[[ Available data, beginning ]]

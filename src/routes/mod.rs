/// Router Module Index
///
/// Every route the service exposes is declared here exactly once, through
/// `RouteTable`. The same declaration yields both the axum router and the
/// `RouteRegistry` that the permission matrix is reconciled against, so the two can
/// never drift apart.
use axum::{Router, routing::MethodRouter};

use crate::{AppState, registry::RouteRegistry};

/// Login, logout, the unauthorized landing page and the root redirect.
/// Exempt from permission checks.
pub mod public;

/// Routes for any signed-in user. Still checked against the permission matrix.
pub mod authenticated;

/// Role, permission-matrix and user administration.
pub mod admin;

/// RouteTable
///
/// Router builder that remembers each template it registers.
pub struct RouteTable {
    router: Router<AppState>,
    templates: Vec<&'static str>,
}

impl Default for RouteTable {
    fn default() -> Self {
        Self::new()
    }
}

impl RouteTable {
    pub fn new() -> Self {
        Self {
            router: Router::new(),
            templates: Vec::new(),
        }
    }

    pub fn route(mut self, template: &'static str, method_router: MethodRouter<AppState>) -> Self {
        self.router = self.router.route(template, method_router);
        self.templates.push(template);
        self
    }

    pub fn merge(mut self, other: RouteTable) -> Self {
        self.router = self.router.merge(other.router);
        self.templates.extend(other.templates);
        self
    }

    pub fn templates(&self) -> &[&'static str] {
        &self.templates
    }

    /// The protected subset of the declared templates, sorted.
    pub fn registry(&self) -> RouteRegistry {
        RouteRegistry::from_templates(self.templates.iter().copied())
    }

    pub fn into_parts(self) -> (Router<AppState>, RouteRegistry) {
        let registry = self.registry();
        (self.router, registry)
    }
}

/// The complete route declaration for this build.
pub fn route_table() -> RouteTable {
    public::public_routes()
        .merge(authenticated::authenticated_routes())
        .merge(admin::admin_routes())
}

/// Registry derived from `route_table()`; pure and deterministic.
pub fn route_registry() -> RouteRegistry {
    route_table().registry()
}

[[ Available data, end ]]

== What is required ==
Line by line, repeat the data exactly.

== Written response ==
filename src/routes/mod.rs
/// Router Module Index
///
/// Every route the service exposes is declared here exactly once, through
/// `RouteTable`. The same declaration yields both the axum router and the
/// `RouteRegistry` that the permission matrix is reconciled against, so the two can
/// never drift apart.
use axum::{Router, routing::MethodRouter};

use crate::{AppState, registry::RouteRegistry};

/// Login, logout, the unauthorized landing page and the root redirect.
/// Exempt from permission checks.
pub mod public;

/// Routes for any signed-in user. Still checked against the permission matrix.
pub mod authenticated;

/// Role, permission-matrix and user administration.
pub mod admin;

/// RouteTable
///
/// Router builder that remembers each template it registers.
pub struct RouteTable {
    router: Router<AppState>,
    templates: Vec<&'static str>,
}

impl Default for RouteTable {
    fn default() -> Self {
        Self::new()
    }
}

impl RouteTable {
    pub fn new() -> Self {
        Self {
            router: Router::new(),
            templates: Vec::new(),
        }
    }

    pub fn route(mut self, template: &'static str, method_router: MethodRouter<AppState>) -> Self {
        self.router = self.router.route(template, method_router);
        self.templates.push(template);
        self
    }

    pub fn merge(mut self, other: RouteTable) -> Self {
        self.router = self.router.merge(other.router);
        self.templates.extend(other.templates);
        self
    }

    pub fn templates(&self) -> &[&'static str] {
        &self.templates
    }

    /// The protected subset of the declared templates, sorted.
    pub fn registry(&self) -> RouteRegistry {
        RouteRegistry::from_templates(self.templates.iter().copied())
    }

    pub fn into_parts(self) -> (Router<AppState>, RouteRegistry) {
        let registry = self.registry();
        (self.router, registry)
    }
}

/// The complete route declaration for this build.
pub fn route_table() -> RouteTable {
    public::public_routes()
        .merge(authenticated::authenticated_routes())
        .merge(admin::admin_routes())
}

/// Registry derived from `route_table()`; pure and deterministic.
pub fn route_registry() -> RouteRegistry {
    route_table().registry()
}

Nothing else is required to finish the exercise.